I just ran across this. Maybe we shouldn't run out and buy the current "Latest Greatest" phone. There may be something way better soon.

http://news.cnet.com...g=2547-1_3-0-20


----------



## DrMacinyasha (Jun 6, 2011)

Ah yes, Intel with their first-generation mobile SOCs that will be battery hogs, currently on one cellphone in China that received abysmal reviews. Excuse me if I don't hold my breath.


----------



## Gman (Sep 4, 2011)

Say what you want, but Intel could be a player with second generation versions.


----------



## I Am Marino (Jul 14, 2011)

I'd skip first gen Intel phones, I'm sure they'll be powerful but battery suckers.


----------



## Gman (Sep 4, 2011)

Yeah, I wonder how quickly they can improve upon the first version. I think the days of holding a product up until it is completely done are over. We now beta test for them haha


----------



## stueycaster (Aug 24, 2011)

I think it'll soon make a difference in the cell phone market. Competition is good for us all.

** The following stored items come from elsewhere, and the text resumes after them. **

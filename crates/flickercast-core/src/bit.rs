//! Logical bit type carried through the signaling chain.

use serde::{Deserialize, Serialize};
use std::fmt;

/// A single logical bit.
#[derive(Debug, Clone, Copy, PartialEq, Eq, Hash, Serialize, Deserialize)]
#[serde(into = "u8", try_from = "u8")]
pub enum Bit {
    /// Sent on the 15 Hz carrier.
    Zero,
    /// Sent on the 20 Hz carrier.
    One,
}

impl Bit {
    /// Returns the bit as 0 or 1.
    pub fn as_u8(self) -> u8 {
        match self {
            Bit::Zero => 0,
            Bit::One => 1,
        }
    }

    /// Parity of an integer, as a bit.
    pub fn from_parity(n: u32) -> Self {
        if n % 2 == 0 {
            Bit::Zero
        } else {
            Bit::One
        }
    }
}

impl From<bool> for Bit {
    fn from(value: bool) -> Self {
        if value {
            Bit::One
        } else {
            Bit::Zero
        }
    }
}

impl From<Bit> for u8 {
    fn from(bit: Bit) -> Self {
        bit.as_u8()
    }
}

impl TryFrom<u8> for Bit {
    type Error = String;

    fn try_from(value: u8) -> Result<Self, Self::Error> {
        match value {
            0 => Ok(Bit::Zero),
            1 => Ok(Bit::One),
            other => Err(format!("bit must be 0 or 1, got {}", other)),
        }
    }
}

impl fmt::Display for Bit {
    fn fmt(&self, f: &mut fmt::Formatter<'_>) -> fmt::Result {
        write!(f, "{}", self.as_u8())
    }
}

Sent from my SCH-I510 using Tapatalk


----------



## ImaComputa (Sep 8, 2011)

There will always be something greater on the horizon so waiting is usually pointless with electronics.


----------



## chrisjm00 (Aug 20, 2011)

You can never stay ahead of technology. It's as simple as that. You can buy the latest and greatest, and two weeks later there will be something with a better screen, more memory, faster processor, thinner design. Find something you like and buy it. If you play the waiting game with technology, because something will always catch your eye that is two months away, you will never buy anything.

Sent from the PC right next to my Galaxy Nexus.


----------